In combination with one or more examples, the first feature processing subunit includes: a first feature processing module configured to, for each of the at least one scale, constitute a second connection vector with weight values of multiple candidate feature extraction methods associated with the scale, wherein a weight value of each candidate feature extraction method is an arbitrary value; a second feature processing module configured to normalize the second connection vector to obtain a second feature vector with only one element having a value 1 and the remaining elements all having a value 0; and a third feature processing module configured to determine a candidate feature extraction method corresponding to the element having a value 1 as the target feature extraction method associated with the scale, to perform feature extraction of the scale on the pixel feature recognition result of the to-be-processed image with the target feature extraction method.
In combination with one or more examples, the feature extraction unit further includes: a third basic processing subunit configured to, for an i-th time of feature extraction in the n times of feature extraction, when i is greater than or equal to 1 and less than or equal to k, determine the to-be-processed image as the input data of the i-th time of feature extraction, when i is greater than k and less than or equal to n, determine respective output data of previous k times of feature extraction before the i-th time of feature extraction as the input data of the i-th time of feature extraction; and a fourth basic processing subunit configured to process the input data determined by the third basic processing subunit according to the feature extraction method determined by the first basic processing subunit, to obtain the output data of the i-th time of feature extraction.
In a third aspect, the present disclosure provides a device for processing an image, including: a processor, a memory, and a computer program, wherein the computer program is stored in the memory and is configured to be executed by the processor to implement the method of any one of described above.
In a fourth aspect, the present disclosure provides a computer-readable storage medium having a computer program is stored thereon, the computer program being executed by a processor to implement the method of any one of described above.
The present disclosure provides a method, an apparatuses and a storage medium for processing an image.

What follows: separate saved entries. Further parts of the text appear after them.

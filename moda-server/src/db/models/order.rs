//! Order Model
//!
//! 每行快照下单时的单价；rated 是评论流程唯一会改写的订单字段。

use super::serde_helpers;
use serde::{Deserialize, Serialize};
use surrealdb::RecordId;

/// Order lifecycle status
#[derive(Debug, Clone, Copy, Serialize, Deserialize, PartialEq, Eq)]
#[serde(rename_all = "lowercase")]
pub enum OrderStatus {
    Pending,
    Processing,
    Shipping,
    Completed,
    Cancelled,
}

impl OrderStatus {
    /// Parse a status string, None when it is not one of the allowed states
    pub fn parse(value: &str) -> Option<Self> {
        match value {
            "pending" => Some(Self::Pending),
            "processing" => Some(Self::Processing),
            "shipping" => Some(Self::Shipping),
            "completed" => Some(Self::Completed),
            "cancelled" => Some(Self::Cancelled),
            _ => None,
        }
    }

    pub fn as_str(&self) -> &'static str {
        match self {
            Self::Pending => "pending",
            Self::Processing => "processing",
            Self::Shipping => "shipping",
            Self::Completed => "completed",
            Self::Cancelled => "cancelled",
        }
    }
}

impl std::fmt::Display for OrderStatus {
    fn fmt(&self, f: &mut std::fmt::Formatter<'_>) -> std::fmt::Result {
        write!(f, "{}", self.as_str())
    }
}

/// One purchased line with its price-at-purchase snapshot
#[derive(Debug, Clone, Serialize, Deserialize)]
pub struct OrderLine {
    #[serde(with = "serde_helpers::record_id")]
    pub product: RecordId,
    pub color: String,
    pub size: String,
    pub quantity: i64,
    /// Unit price at purchase time
    pub price: f64,
}

impl OrderLine {
    /// Merge key as an owned triple
    pub fn key(&self) -> (String, String, String) {
        (self.product.to_string(), self.color.clone(), self.size.clone())
    }
}

/// Order model
#[derive(Debug, Clone, Serialize, Deserialize)]
pub struct Order {
    #[serde(default, with = "serde_helpers::option_record_id")]
    pub id: Option<RecordId>,
    #[serde(with = "serde_helpers::record_id")]
    pub user: RecordId,
    pub status: OrderStatus,
    #[serde(default)]
    pub products: Vec<OrderLine>,
    #[serde(default)]
    pub total: f64,
    /// True once every ordered line has a matching review line
    #[serde(default, deserialize_with = "serde_helpers::bool_false")]
    pub rated: bool,
    #[serde(default)]
    pub created_at: i64,
}

#[derive(Debug, Clone, Serialize, Deserialize)]
pub struct OrderLineCreate {
    pub product: String,
    pub color: String,
    pub size: String,
    pub quantity: i64,
}

#[derive(Debug, Clone, Serialize, Deserialize)]
pub struct OrderCreate {
    pub user: String,
    #[serde(default)]
    pub products: Vec<OrderLineCreate>,
}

The feature extraction methods used in the multiple times of feature extraction of a to-be-processed image are not exactly the same, which can effectively achieve more accurate and fine-grained pixel feature recognition result and can be beneficial to improve the recognition accuracy of the image recognition process.
The accompanying drawings, which are incorporated in and constitute a part of this specification, illustrate examples consistent with the present disclosure and, together with the description, serve to explain the principles of the disclosure.

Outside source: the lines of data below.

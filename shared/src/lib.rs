//! Shared types for the Moda store backend
//!
//! Cross-tier contract used by the server and frontend: unified error
//! codes, the application error type, and the API response envelope.

pub mod error;

// Re-exports
pub use error::{ApiResponse, AppError, AppResult, ErrorCategory, ErrorCode, ResponseStatus};
pub use serde::{Deserialize, Serialize};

Through the above drawings, the specific examples of the present disclosure have been shown, which will be described in more detail below. These drawings and text descriptions are not intended to limit the scope of the concept of the present disclosure in any way, but to explain the concept of the present disclosure to those skilled in the art by referring to specific examples.
Examples will be described in detail herein, with the illustrations thereof represented in the drawings. When the following descriptions involve the drawings, like numerals in different drawings refer to like or similar elements unless otherwise indicated. The examples described in the following examples do not represent all examples consistent with the present disclosure. Rather, they are merely examples of apparatuses and methods consistent with some aspects of the present disclosure as detailed in the appended claims.
Terms involved in the present disclosure are briefly defined as follows.
Topological structure: a form in which nodes in a network are connected to one another.
Softmax function: or normalized exponential function, which can normalize a gradient logarithm of a finite-term discrete probability distribution.
Semantic segmentation (also known as image segmentation): a technology that divides an image into several specific areas with unique properties and proposes objects of interest, which is essentially a process of assigning labels to each pixel in the image.
Image recognition: a technology that processes, analyzes and understands an image with a computer, to identify targets and objects in various patterns.
Feature extraction: with a computer, extracting image information and determining whether points constituting an image belong to an image feature. The result of feature extraction is to divide points of an image into different subsets. These subsets can be isolated points, continuous curves or continuous regions.
Graph Convolutional Neural Network (GCN): an algorithm for deep learning of graph data.
Image features: including image color features, texture features, shape features, and spatial relationship features.
the method, apparatus, and device for processing images and a computer readable storage medium thereof provided in the present disclosure, the feature extraction methods used in multiple times of feature extraction processes on a to-be-processed image are not exactly the same, so that more accurate and fine-grained pixel feature recognition results can be achieved, which can improve the recognition accuracy of the image recognition process.
Step 101, a to-be-processed image is obtained.
The execution entity of this example can be a terminal, a controller, or other devices or equipment that can execute this example. For example, application software can be provided in the terminal, and then the terminal controls the application software to execute the method provided in this example.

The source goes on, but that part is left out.